With YHWH-sabaoth’s help, even the smallest person can achieve mighty things.

15 – Lord My Shepherd (YHWH-raah)

Most people in the 21st century do not fully understand what a shepherd was. A shepherd is more than someone who babysits sheep. The sheep place their lives in the hands of their shepherd who protects, nourishes, and cares for them. He sleeps with them, guards them from predators, and makes sure they have grass to feed upon.

Jesus spoke of God as YHWH-raah in order to help people better understand God’s infinite love and grace. Jesus used the example of the shepherd to invite us to place our lives in the hands of YHWH-raah. Though unlike the sheep, it is our choice to trust in God’s care.

16 – Lord Our Righteousness (YHWH-tsidkenu)

YHWH-tsidkenu was first used by the Hebrews as they were exiled into Babylon. As they were being sent out of Israel, sent away from the Temple—the center of their faith and identity, separated from all that they were familiar with, the Hebrew people were confident that God remained with them. And it was YHWH-tsidkenu which eventually returned them to the Promised Land and rebuilt their temple.

God remains with us in our darkest hours offering hope and assurance that we will find God’s kingdom no matter how lost we may think we have become. God remains at our side, fighting our demons, soothing our wounds and leveling the path ahead. Yet, while God remains next to us, it is up to us to acknowledge his presence.

The O Antiphons

While the exact origin of the “O Antiphons” is not known, there are 5th century references which suggest their presence at that time. The seven “O Antiphons” are ancient prayers based upon Isaiah’s prophecies of the coming Messiah. Each antiphon highlights both a Messianic title and a prophecy of the Lord’s arrival on ear

17 – O Wisdom (O Sapientia)

“The spirit of the Lord shall rest on him, the spirit of wisdom and understanding, the spirit of counsel and might, the spirit of knowledge and the fear of the Lord. His delight shall be in the fear of the Lord.” Isaiah 11:2-3

The greatest commandment, “Love God above all else, and love your neighbor as yourself”, tells us that wise decisions are those which deepen our relationships with God, the world, or ourselves while unwise decisions demean them.

Wisdom seems simple—who wakes up in the morning and thinks, “I will make bad decisions today.” Yet that is exactly what we do. We choose unwisely because the unknown seems more exciting than the known. In Advent it is easy to get trapped by holiday materialism and make unwise decisions which lead to post-holiday dread. The solution is right in front of us; we just have to open our eyes and hearts to God’s wisdom.

18 – O Lord (O Adonai)

“For the Lord is our judge, the Lord is our ruler, the Lord is our king; he will save us.” Isaiah 33:22

The ability to make judgments based on particular situations can be a life-saving skill.
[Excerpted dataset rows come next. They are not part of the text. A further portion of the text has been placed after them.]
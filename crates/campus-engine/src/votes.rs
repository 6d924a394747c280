//! Up/down votes and accepted answers.

use std::sync::Arc;

use campus_core::{
  Entity, Error, Result,
  content::{ContentKind, TargetRef},
  event::{Event, EventPayload},
  store::CampusStore,
  vote::{Acceptance, VoteKey, VoteOutcome, VoteValue},
};
use tracing::{debug, info};
use uuid::Uuid;

use crate::{actions::require_user, bus::EventBus};

pub struct Votes<S> {
  store: Arc<S>,
  bus:   EventBus,
}

impl<S> Clone for Votes<S> {
  fn clone(&self) -> Self {
    Self { store: self.store.clone(), bus: self.bus.clone() }
  }
}

impl<S: CampusStore> Votes<S> {
  pub fn new(store: Arc<S>, bus: EventBus) -> Self { Self { store, bus } }

  /// Record `actor_id`'s vote on `target`, replacing any earlier vote by the
  /// same actor, and return the target's new score.
  ///
  /// `value` is checked before anything is read or written.
  pub async fn vote(
    &self,
    actor_id: Uuid,
    target: TargetRef,
    value: i64,
  ) -> Result<VoteOutcome> {
    let value = VoteValue::try_from(value)?;
    require_user(self.store.as_ref(), actor_id).await?;

    self
      .store
      .target_owner(target)
      .await
      .map_err(Error::store)?
      .ok_or_else(|| Error::not_found(target.kind, target.id))?;

    let key = VoteKey { actor_id, target };
    let previous = self
      .store
      .get_vote(key)
      .await
      .map_err(Error::store)?
      .map(|vote| vote.value);
    self.store.upsert_vote(key, value).await.map_err(Error::store)?;
    let score = self.score(target).await?;

    debug!(actor = %actor_id, target = %target.id, value = value.as_i8(), score, "vote recorded");
    Ok(VoteOutcome { value, previous, score })
  }

  /// Sum of all current votes on `target`.
  pub async fn score(&self, target: TargetRef) -> Result<i64> {
    self.store.score(target).await.map_err(Error::store)
  }

  /// Mark `answer_id` as the accepted answer of `question_id`.
  ///
  /// Only the question's author or an elevated user may accept. Accepting a
  /// different answer later replaces the earlier acceptance.
  pub async fn accept_answer(
    &self,
    question_id: Uuid,
    answer_id: Uuid,
    requester_id: Uuid,
  ) -> Result<Acceptance> {
    let question = self
      .store
      .get_content(question_id)
      .await
      .map_err(Error::store)?
      .filter(|c| c.kind == ContentKind::Question)
      .ok_or_else(|| Error::not_found(Entity::Question, question_id))?;

    let requester = require_user(self.store.as_ref(), requester_id).await?;

    if question.owner_id != requester_id && !requester.role.is_elevated() {
      return Err(Error::Forbidden(format!(
        "user {requester_id} may not accept answers on question {question_id}"
      )));
    }

    let answer = self
      .store
      .get_content(answer_id)
      .await
      .map_err(Error::store)?
      .filter(|c| c.kind == ContentKind::Answer)
      .ok_or_else(|| Error::not_found(Entity::Answer, answer_id))?;

    if answer.parent_id != Some(question_id) {
      return Err(Error::Validation(format!(
        "answer {answer_id} does not belong to question {question_id}"
      )));
    }

    let previous = self
      .store
      .set_accepted_answer(question_id, answer_id)
      .await
      .map_err(Error::store)?;

    let replaced = previous.filter(|prev| *prev != answer_id);
    if let Some(prev) = replaced {
      info!(question = %question_id, from = %prev, to = %answer_id, "accepted answer replaced");
    }

    if previous != Some(answer_id) {
      let payload = EventPayload::AnswerAccepted {
        question_id,
        answer_id,
        answer_author_id: answer.owner_id,
        user_id: requester_id,
      };
      self.bus.publish(Event::new(payload)).await;
    } else {
      debug!(question = %question_id, answer = %answer_id, "answer already accepted");
    }

    Ok(Acceptance { question_id, answer_id, replaced })
  }
}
In emergencies, it allows us to address and resolve issues quickly. It can protect us, remove us from danger, or help us to save others.

It is when we become judgmental that we risk demeaning and degrading others. Judgmental people tend to see themselves as God-like with the ability to decide who is and isn’t worthy. When we view another person as less worthy of God’s love than ourselves, we have started sliding on the slippery slope of judgmental-ism. Christ makes it clear that we should not judge others lest we miss the good that may be hidden inside them.

19 – O Root of Jesse (O Radix Jesse)

“On that day the root of Jesse shall stand as a signal to the peoples; the nations shall inquire of him, and his dwelling shall be glorious.” Isaiah 11:10

The Jesse tree is a listing of the generations before and after King David, from Adam to Jesus. It is the history of God’s salvific connectedness to humanity and the world. It is the story of our faith ancestors, those who came before us and passed on the faith through word and deed.

Though Jesse lived thousands of years ago, his actions, his belief, and his trust in God, continues to resonate within us as we continue to journey towards God’s kingdom. Our faith is not dead, it is not resting, it is alive and active through the actions and presence of Jesse’s descendants.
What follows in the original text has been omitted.